Molly W. Wesling, Napoleon in Russian Cultural Mythology (New York: Peter Lang, 2001). 256 pp. Bibliography, Index. ISBN: 0-8204-4982-2.
1/2005
This review essay is published in Russian, see Russian pages of this website.
“Отдаю вам, Г. Историограф, на замечание, что мне весьма было бы приятно чаще встречаться в описании моей истории с наименованиями, мне лестными, а именно: Наполеон единственный, великий муж, всеобъемлющий гений, царственный герой, венчанный полководец и проч.”[1]
Так автор памфлета, появившегося в 1814 г., довольно точно предугадал основные параметры развития и существования легенды о Наполеоне I Бонапарте, “великом полководце”, “человеке, изменившем историю”, “великом колоссе”, “великом изгнаннике” и т.д. “Бонапартистский миф” настолько прочно пустил свои корни в культурах многих европейских стран, и до сих пор питает тайные тщеславные помыслы современных политиков и интеллектуалов (чего только стоит желание Ш. де Голля быть “вторым Наполеоном” или появление в 2000 г. в обороте монеты с рельефом Путина, так напоминающим знаменитый орлиный профиль Наполеона).
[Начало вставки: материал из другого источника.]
//! Request/response logging middleware.

use std::time::Instant;

use axum::extract::Request;
use axum::middleware::Next;
use axum::response::Response;
use tracing::info;

/// Logs request method, path, status, and duration.
pub async fn request_logging(request: Request, next: Next) -> Response {
    let method = request.method().clone();
    let uri = request.uri().clone();
    let start = Instant::now();

    let response = next.run(request).await;

    let duration = start.elapsed();
    let status = response.status();

    info!(
        method = %method,
        path = %uri.path(),
        status = %status.as_u16(),
        duration_ms = %duration.as_millis(),
        "HTTP request"
    );

    response
}
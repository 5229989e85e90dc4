//! Application configuration schemas.
//!
//! All configuration structs are deserialized from TOML files via the
//! `config` crate. Each sub-module represents a logical configuration
//! section.

pub mod app;
pub mod auth;
pub mod logging;

use serde::{Deserialize, Serialize};

use self::app::ServerConfig;
use self::auth::AuthConfig;
use self::logging::LoggingConfig;

use crate::error::AppError;

/// Root application configuration.
///
/// This struct is the top-level deserialization target for the merged
/// TOML configuration files (default.toml + environment overlay).
#[derive(Debug, Clone, Serialize, Deserialize)]
pub struct AppConfig {
    /// HTTP server settings.
    pub server: ServerConfig,
    /// Database connection settings.
    pub database: DatabaseConfig,
    /// Authentication settings.
    pub auth: AuthConfig,
    /// Logging settings.
    pub logging: LoggingConfig,
}

/// Database connection pool configuration.
#[derive(Debug, Clone, Serialize, Deserialize)]
pub struct DatabaseConfig {
    /// PostgreSQL connection URL.
    pub url: String,
    /// Maximum number of connections in the pool.
    #[serde(default = "default_max_connections")]
    pub max_connections: u32,
    /// Minimum number of connections in the pool.
    #[serde(default = "default_min_connections")]
    pub min_connections: u32,
    /// Connection timeout in seconds.
    #[serde(default = "default_connect_timeout")]
    pub connect_timeout_seconds: u64,
    /// Idle connection timeout in seconds.
    #[serde(default = "default_idle_timeout")]
    pub idle_timeout_seconds: u64,
}

impl AppConfig {
    /// Load configuration from TOML files.
    ///
    /// Merges the default configuration with an environment-specific overlay
    /// and environment variables prefixed with `TEMPUS__`.
    pub fn load(env: &str) -> Result<Self, AppError> {
        let config = config::Config::builder()
            .add_source(config::File::with_name("config/default").required(false))
            .add_source(config::File::with_name(&format!("config/{env}")).required(false))
            .add_source(
                config::Environment::with_prefix("TEMPUS")
                    .separator("__")
                    .try_parsing(true),
            )
            .build()
            .map_err(|e| AppError::configuration(format!("Failed to build config: {e}")))?;

        config
            .try_deserialize()
            .map_err(|e| AppError::configuration(format!("Failed to deserialize config: {e}")))
    }
}

fn default_max_connections() -> u32 {
    20
}

fn default_min_connections() -> u32 {
    5
}

fn default_connect_timeout() -> u64 {
    10
}

fn default_idle_timeout() -> u64 {
    300
}
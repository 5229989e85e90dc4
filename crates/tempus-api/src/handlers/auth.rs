//! Authentication handlers — login, logout, change-password, refresh.

use axum::Json;
use axum::extract::State;

use tempus_core::error::AppError;

use crate::dto::request::{ChangePasswordRequest, LoginRequest, RefreshRequest};
use crate::dto::response::{
    ApiResponse, LoginResponse, MessageResponse, PrincipalResponse, RefreshResponse,
};
use crate::error::ApiResult;
use crate::extractors::AuthPrincipal;
use crate::state::AppState;

/// POST /authenticate/login
pub async fn login(
    State(state): State<AppState>,
    Json(req): Json<LoginRequest>,
) -> ApiResult<Json<ApiResponse<LoginResponse>>> {
    validator::Validate::validate(&req)
        .map_err(|e| AppError::validation(e.to_string()))?;

    let session = state.sessions.login(&req.email, &req.password).await?;

    Ok(Json(ApiResponse::ok(LoginResponse {
        access_token: session.access.token,
        refresh_token: session.refresh.token,
        access_expires_at: session.access.expires_at,
        refresh_expires_at: session.refresh.expires_at,
        principal: PrincipalResponse::from(&session.principal),
    })))
}

/// DELETE /authenticate/logout
pub async fn logout(
    State(state): State<AppState>,
    auth: AuthPrincipal,
) -> ApiResult<Json<ApiResponse<MessageResponse>>> {
    state.sessions.logout(auth.claims()).await?;

    Ok(Json(ApiResponse::ok(MessageResponse::new(
        "Logged out successfully",
    ))))
}

/// POST /authenticate/change-password
pub async fn change_password(
    State(state): State<AppState>,
    auth: AuthPrincipal,
    Json(req): Json<ChangePasswordRequest>,
) -> ApiResult<Json<ApiResponse<MessageResponse>>> {
    validator::Validate::validate(&req)
        .map_err(|e| AppError::validation(e.to_string()))?;

    let subject = auth.subject()?;
    state
        .sessions
        .change_password(subject, &req.old_password, &req.new_password)
        .await?;

    Ok(Json(ApiResponse::ok(MessageResponse::new(
        "Password changed successfully",
    ))))
}

/// POST /authenticate/refresh-token
pub async fn refresh(
    State(state): State<AppState>,
    Json(req): Json<RefreshRequest>,
) -> ApiResult<Json<ApiResponse<RefreshResponse>>> {
    let access = state.sessions.refresh(&req.refresh_token).await?;

    Ok(Json(ApiResponse::ok(RefreshResponse {
        access_token: access.token,
        expires_at: access.expires_at,
    })))
}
Это невольно заставляет задуматься не столько об истории происхождения мифа, сколько о тех ее составляющих, которые позволяют ей выдерживать проверку временем. Этой проблеме, собственно, и посвящена книга американской исследовательницы Молли Уэслинг: “Наполеон в русской культурной мифологии”. Сама исследовательница видит свою задачу в “изучении фигуры Наполеона в контексте парадигм и мифов, характерных исключительно для России”. Моллинг не ограничивается при этом исследованием ключевых текстов литературного характера. Ее задача более существенна – вписать их в определенные “символические системы”, для формирования которых образ Наполеона явился центральным организующим дискурсом (Pp. xii-xiii).
Книга представляет собой, скорее, сборник эссе, подчиняющихся хронологическому принципу, нежели целостное исследование. Впрочем, это совершенно не препятствует реализации поставленной автором задачи. Используя бартовскую методологию, подходы Ю. М. Лотмана и Н. К. Грунского, а также результаты исследований о Наполеоне американских ученых, она разбивает свой исследовательский материал на пять эссе, в центре каждого из которых находится один из аспектов формирования образа Наполеона в русской культурной мифологии. Исследовательница пытается выяснить, каким образом способы и методы выражения, с помощью которых русские описывали “чужого”, превращались в основу формирования образа “себя” и своего государства.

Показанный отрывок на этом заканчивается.